Every systematists goal should be, that as many people read and even better
make use of their revision. In this regard, the action by Nature is great,
especially, if they allow to format the publications and descriptions in a
way, so that applications can be developed to retrieve information in
various ingenious ways.

Donat Agosti
Research Associate, American Museum of Natural History and Smithsonian
Institution
antbase.org


----- Original Message -----
From: "Bill Shear" <wshear at hams-hsc.HSC.EDU>
To: <TAXACOM at USOBI.ORG>
Sent: Thursday, June 06, 2002 5:07 PM
Subject: Re: NATURE to save taxonomy!


> I really like NATURE for its sincere attempt to balance its coverage of
all
> sciences, including systematics and paleontology, and for its sly sense of
> humor, reflected in the titles of its news articles and columns.  I like
it
> better than the morbidly serious and self-important SCIENCE.
>
> HOWEVER--this step is misguided, as it sets up yet another "registration"
> authority which has no formal power to register names or the resources (as
> does Zoological Record, for example) to publish lists of such names.  It's
> just a peculiar requirement of one single, albeit very important, journal.
> The Linnean Society gets a preprint.  Big deal.
>
> And, let's face it, how many new names are actually published every year
in
> NATURE?  Six? Twenty? A dozen?  So the impact of this action is really
very
> small in practical terms.  Probably its most important meaning is that one
> of the two premier general journals of the sciences is signalling that it
> thinks something is wrong with the way taxonomy operates.
>
> Somehow I find this unconvincing.  "Great fragmentation" could be seen as
> happening in any area of scientific publishing, where journals run the
gamut
> from the highly specialized to those dedicated to all of (for example)
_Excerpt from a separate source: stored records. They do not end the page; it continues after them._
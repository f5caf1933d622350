use crate::commands::render::serialize;
use crate::config::Config;
use crate::demo::Demo;
use anyhow::{anyhow, Context, Result};
use clap::Args;
use colored::Colorize;
use tracing::debug;
use twig_host::{Event, MemoryDocument};

#[derive(Debug, Args)]
pub struct ClickArgs {
    /// Demo to render (defaults to counter)
    #[arg(short, long, default_value = "counter")]
    pub demo: String,

    /// Number of clicks to dispatch
    #[arg(short, long, default_value_t = 1)]
    pub times: usize,

    /// Id of the element to click; defaults to the demo's button
    #[arg(long)]
    pub target: Option<String>,

    /// Print everything on one line
    #[arg(long)]
    pub compact: bool,
}

pub fn click(args: ClickArgs, config: &Config) -> Result<()> {
    let demo: Demo = args.demo.parse()?;
    let target = args.target.as_deref().unwrap_or(demo.click_target());
    eprintln!(
        "{} {} {}× on #{}",
        "Clicking".bright_blue().bold(),
        demo,
        args.times,
        target
    );

    let output = click_demo(demo, target, args.times, args.compact, config)?;
    println!("{}", output.trim_end());
    eprintln!("{} {} event(s) dispatched", "✓".green(), args.times);
    Ok(())
}

/// Mount `demo`, dispatch `times` clicks on `#target` and serialize the result.
///
/// The target is looked up again before every click, since a rerender may
/// have replaced it.
pub fn click_demo(demo: Demo, target: &str, times: usize, compact: bool, config: &Config) -> Result<String> {
    let doc = MemoryDocument::new();
    let root = demo
        .build(&doc)
        .with_context(|| format!("Failed to build demo '{}'", demo))?;
    twig_renderer::render(&root, &doc.body())?;

    for round in 0..times {
        let node = doc
            .body()
            .find_by_id(target)
            .ok_or_else(|| anyhow!("No element with id '{}' in demo '{}'", target, demo))?;
        let listeners = doc.dispatch_event(&node, &Event::new("click"));
        debug!(round, listeners, "Dispatched click");
    }

    serialize(&doc, false, &config.html_options(compact))
}
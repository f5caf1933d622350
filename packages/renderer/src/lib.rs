//! # Twig renderer
//!
//! A small component-tree renderer over any [`twig_host::HostTree`].
//!
//! - [`create_element`] builds a node graph bottom-up. Elements reconcile
//!   attributes and insert their children into the host immediately.
//! - [`render`] mounts a root node into a container.
//! - [`Component`] implementations produce output from props, children and
//!   state; [`ComponentHandle::set_state`] replaces only the component's own
//!   host range.

pub mod attributes;
pub mod builder;
pub mod component;
pub mod element;
pub mod error;
pub mod node;
pub mod reconcile;
pub mod render;
pub mod value;

#[cfg(test)]
mod tests_mount;

#[cfg(test)]
mod tests_rerender;

#[cfg(test)]
mod tests_props;

pub use attributes::{AttrValue, Attributes};
pub use builder::{create_element, ComponentFactory, Descriptor};
pub use component::{Component, ComponentHandle, Phase, WeakComponentHandle};
pub use element::{ElementWrapper, TextWrapper};
pub use error::{ComponentStateError, RenderError, RenderResult};
pub use node::{flatten_children, Child, Node, Renderable};
pub use reconcile::{apply_attribute, AttributeKind};
pub use render::render;
pub use value::Value;
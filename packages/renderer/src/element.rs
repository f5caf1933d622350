use crate::attributes::AttrValue;
use crate::error::{RenderError, RenderResult};
use crate::node::{Node, Renderable};
use crate::reconcile;
use std::cell::RefCell;
use std::fmt;
use tracing::trace;
use twig_host::{HostRange, HostTree, ListenerId};

/// True for names a host element can be created with.
pub fn is_valid_tag(tag: &str) -> bool {
    !tag.is_empty()
        && !tag
            .chars()
            .any(|c| c.is_whitespace() || matches!(c, '<' | '>' | '/' | '"' | '\'' | '='))
}

/// Owns one host element. Children go straight into the host element.
pub struct ElementWrapper<H: HostTree> {
    host: H,
    tag: String,
    node: H::Node,
    listeners: RefCell<Vec<ListenerId>>,
}

impl<H: HostTree> ElementWrapper<H> {
    pub fn new(host: &H, tag: &str) -> RenderResult<Self> {
        if !is_valid_tag(tag) {
            return Err(RenderError::invalid_descriptor(tag));
        }
        Ok(Self {
            host: host.clone(),
            tag: tag.to_string(),
            node: host.create_element(tag),
            listeners: RefCell::new(Vec::new()),
        })
    }

    pub fn host(&self) -> &H {
        &self.host
    }

    pub fn tag(&self) -> &str {
        &self.tag
    }

    pub fn host_node(&self) -> &H::Node {
        &self.node
    }

    /// Reconcile one attribute onto the host element right away.
    pub fn set_attribute(&self, name: &str, value: &AttrValue) -> RenderResult<()> {
        if let Some(id) = reconcile::apply_attribute(&self.host, &self.node, name, value)? {
            self.listeners.borrow_mut().push(id);
        }
        Ok(())
    }

    /// Materialize `child` after the element's current last child.
    pub fn append_child(&self, child: &Node<H>) -> RenderResult<()> {
        let end = self.host.child_count(&self.node)?;
        let mut range = self.host.range(&self.node, end, end)?;
        child.render_to_host(&mut range)
    }

    /// Unregister every listener this wrapper bound. Returns how many were removed.
    pub fn remove_listeners(&self) -> RenderResult<usize> {
        let ids: Vec<ListenerId> = self.listeners.borrow_mut().drain(..).collect();
        let mut removed = 0;
        for id in ids {
            if self.host.remove_event_listener(&self.node, id)? {
                removed += 1;
            }
        }
        Ok(removed)
    }
}

impl<H: HostTree> Renderable<H> for ElementWrapper<H> {
    fn render_to_host(&self, range: &mut HostRange<H::Node>) -> RenderResult<()> {
        self.host.delete_contents(range)?;
        self.host.insert_node(range, &self.node)?;
        trace!(tag = %self.tag, start = range.start(), "Mounted element");
        Ok(())
    }
}

impl<H: HostTree> fmt::Debug for ElementWrapper<H> {
    fn fmt(&self, f: &mut fmt::Formatter<'_>) -> fmt::Result {
        f.debug_struct("ElementWrapper")
            .field("tag", &self.tag)
            .field("node", &self.node)
            .finish()
    }
}

/// Owns one host text node.
pub struct TextWrapper<H: HostTree> {
    host: H,
    content: String,
    node: H::Node,
}

impl<H: HostTree> TextWrapper<H> {
    pub fn new(host: &H, content: &str) -> Self {
        Self {
            host: host.clone(),
            content: content.to_string(),
            node: host.create_text(content),
        }
    }

    pub fn host(&self) -> &H {
        &self.host
    }

    pub fn content(&self) -> &str {
        &self.content
    }

    pub fn host_node(&self) -> &H::Node {
        &self.node
    }
}

impl<H: HostTree> Renderable<H> for TextWrapper<H> {
    fn render_to_host(&self, range: &mut HostRange<H::Node>) -> RenderResult<()> {
        self.host.delete_contents(range)?;
        self.host.insert_node(range, &self.node)?;
        Ok(())
    }
}

impl<H: HostTree> fmt::Debug for TextWrapper<H> {
    fn fmt(&self, f: &mut fmt::Formatter<'_>) -> fmt::Result {
        f.debug_tuple("TextWrapper").field(&self.content).finish()
    }
}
> biology, and on to those that, like NATURE, publish articles on all
aspects
> of science.  So what if descriptions of spider species appear in Novitates
> of the American Museum of Natural History, as well as the Journal of
> Arachnology?  Those journals and others, even the most obscure, are freely
> available via interlibrary loan or by electronic means, and such
mechanisms
> are daily proliferating and becoming more and more effective.  In fact,
the
> Balkanization of publishing in any science creates no problems so long as
> what is published is readily available.   Isn't this the message of the
web?
>
> Despite a few strident voices, I think the vast majority of practicing
> taxonomists are pretty well satisfied with how the system presently works.
> Like organisms themselves, it has evolved (evolution is a tinkerer!) to
meet
> emerging needs, and so far the equilibrium of that evolution has not been
> punctuated.
>
> If we are to make a sudden and great departure from the way we work now,
> like the Phylocode or some centralized system of names registration, it
> seems to me that it is up to the proponents of such change to make an
> overwhelming case that the problems are very serious indeed, and that the
> remedies they want are the ones we need.
>
> So far, I don't see it, and neither, I believe, do most of my colleagues.
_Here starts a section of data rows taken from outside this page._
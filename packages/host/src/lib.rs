//! # Twig Host
//!
//! The host-tree interface the renderer materializes into, plus an in-memory
//! implementation.
//!
//! ## Contents
//!
//! - [`HostTree`]: node creation, class/style/attribute primitives, event
//!   listeners and range operations. A browser binding would implement it on
//!   top of the DOM.
//! - [`HostRange`]: a `(container, start, end)` triple of child offsets. Ranges
//!   are values, not live objects.
//! - [`MemoryDocument`]: a reference-counted document used by tests and the CLI.
//!   [`to_html`] and [`NodeSnapshot`] turn its subtrees into output.

pub mod error;
pub mod event;
pub mod html;
pub mod memory;
pub mod range;
pub mod snapshot;
pub mod tree;

pub use error::{HostError, HostResult};
pub use event::{Event, EventHandler, ListenerId};
pub use html::{inner_html, to_html, HtmlOptions};
pub use memory::{MemoryDocument, MemoryNode, WeakMemoryNode};
pub use range::HostRange;
pub use snapshot::NodeSnapshot;
pub use tree::HostTree;
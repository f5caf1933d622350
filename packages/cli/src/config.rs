use anyhow::Context;
use serde::{Deserialize, Serialize};
use std::path::PathBuf;
use twig_host::HtmlOptions;

pub const DEFAULT_CONFIG_NAME: &str = "twig.config.json";

/// Twig configuration file format
#[derive(Debug, Clone, PartialEq, Serialize, Deserialize)]
#[serde(rename_all = "camelCase")]
pub struct Config {
    /// Print one node per line
    #[serde(default = "default_pretty")]
    pub pretty: bool,

    /// Indentation used by pretty output
    #[serde(default = "default_indent")]
    pub indent: String,

    /// Fallback log filter when RUST_LOG is unset
    #[serde(default = "default_log_level")]
    pub log_level: String,

    /// Demo used when no --demo flag is given
    #[serde(default = "default_demo")]
    pub demo: String,
}

fn default_pretty() -> bool {
    true
}

fn default_indent() -> String {
    "  ".to_string()
}

fn default_log_level() -> String {
    "warn".to_string()
}

fn default_demo() -> String {
    "showcase".to_string()
}

impl Config {
    /// Load config from a directory
    pub fn load(cwd: &str) -> anyhow::Result<Self> {
        let config_path = PathBuf::from(cwd).join(DEFAULT_CONFIG_NAME);

        if config_path.exists() {
            let content = std::fs::read_to_string(&config_path)
                .with_context(|| format!("Cannot read {}", config_path.display()))?;
            let config: Config = serde_json::from_str(&content)
                .with_context(|| format!("Invalid {}", DEFAULT_CONFIG_NAME))?;
            Ok(config)
        } else {
            Ok(Config::default())
        }
    }

    /// Serializer options, with `compact` forcing single-line output
    pub fn html_options(&self, compact: bool) -> HtmlOptions {
        HtmlOptions {
            pretty: self.pretty && !compact,
            indent: self.indent.clone(),
        }
    }
}

impl Default for Config {
    fn default() -> Self {
        Self {
            pretty: default_pretty(),
            indent: default_indent(),
            log_level: default_log_level(),
            demo: default_demo(),
        }
    }
}
use crate::config::Config;
use crate::demo::Demo;
use anyhow::{Context, Result};
use clap::Args;
use colored::Colorize;
use tracing::info;
use twig_host::{inner_html, MemoryDocument, NodeSnapshot};

#[derive(Debug, Args)]
pub struct RenderArgs {
    /// Demo to render (showcase, counter); defaults to the config's demo
    #[arg(short, long)]
    pub demo: Option<String>,

    /// Print everything on one line
    #[arg(long)]
    pub compact: bool,

    /// Print a JSON snapshot of the mounted tree instead of HTML
    #[arg(long)]
    pub json: bool,
}

pub fn render(args: RenderArgs, config: &Config) -> Result<()> {
    let demo: Demo = args.demo.as_deref().unwrap_or(&config.demo).parse()?;
    eprintln!("{} {}", "Rendering".bright_blue().bold(), demo);

    let output = render_demo(demo, &args, config)?;
    println!("{}", output.trim_end());
    Ok(())
}

/// Mount `demo` into a fresh document and serialize the body's contents.
pub fn render_demo(demo: Demo, args: &RenderArgs, config: &Config) -> Result<String> {
    let doc = MemoryDocument::new();
    let body = doc.body();
    let root = demo
        .build(&doc)
        .with_context(|| format!("Failed to build demo '{}'", demo))?;
    twig_renderer::render(&root, &body).with_context(|| format!("Failed to mount demo '{}'", demo))?;
    info!(demo = %demo, nodes = body.children().len(), "Mounted demo");

    serialize(&doc, args.json, &config.html_options(args.compact))
}

/// Body contents as HTML, or the whole body as a JSON snapshot.
pub fn serialize(doc: &MemoryDocument, json: bool, options: &twig_host::HtmlOptions) -> Result<String> {
    if json {
        let snapshot = NodeSnapshot::capture(&doc.body());
        return Ok(serde_json::to_string_pretty(&snapshot)?);
    }
    Ok(inner_html(&doc.body(), options))
}
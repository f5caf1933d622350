use thiserror::Error;
use twig_host::HostError;

pub type RenderResult<T> = Result<T, RenderError>;

#[derive(Error, Debug, Clone, PartialEq)]
pub enum RenderError {
    #[error("Invalid descriptor: {tag:?} is not a valid tag name")]
    InvalidDescriptor { tag: String },

    #[error("Host error: {0}")]
    Host(#[from] HostError),

    #[error("Component state error: {0}")]
    ComponentState(#[from] ComponentStateError),
}

impl RenderError {
    pub fn invalid_descriptor(tag: impl Into<String>) -> Self {
        Self::InvalidDescriptor { tag: tag.into() }
    }
}

/// Misuse of a component's lifecycle.
#[derive(Error, Debug, Clone, PartialEq, Eq)]
pub enum ComponentStateError {
    #[error("Component '{component}' is not mounted; set_state needs a rendered range")]
    NotMounted { component: String },

    #[error("Component '{component}' updated its own state while rendering")]
    Reentrant { component: String },

    #[error("Prop '{name}' cannot be set after the component has mounted")]
    PropsFrozen { name: String },

    #[error("Prop '{name}' is already set")]
    DuplicateProp { name: String },
}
> So, while this action by NATURE adds another voice to the debate, it will
> probably have very little long-term effect.
>
> Bill Shear
> Department of Biology
> Hampden-Sydney College
> Hampden-Sydney VA 23943
> (434)223-6172
> FAX (434)223-6374
> email<wshear at email.hsc.edu>
> Moderating e-lists:
> Coleus at http://groups.yahoo.com/group/coleus
> Opiliones at http://groups.yahoo.com/group/opiliones
> Myriapod at http://groups.yahoo.com/group/myriapod
> MilliPEET website at
>
http://www.fmnh.org/research_collections/zoology/zoo_sites/millipeet/home.ht
> ml
> SHAPE OF LIFE website at
> http://www.pbs.org/kcet/shapeoflife/episodes/conq_explo1.html
>
> "The old naturalists were so sensitive and sympathetic to nature that they
> could be surprised by the ordinary events of life.  It was an incessant
> miracle to them, and therefore gorgons and flying dragons were not
> incredible to them.  The greatests and saddest defect is not credulity,
but
> our habitual forgetfulness that our science is ignorance."
> Henry David Thoreau, Journals, March 5, 1860.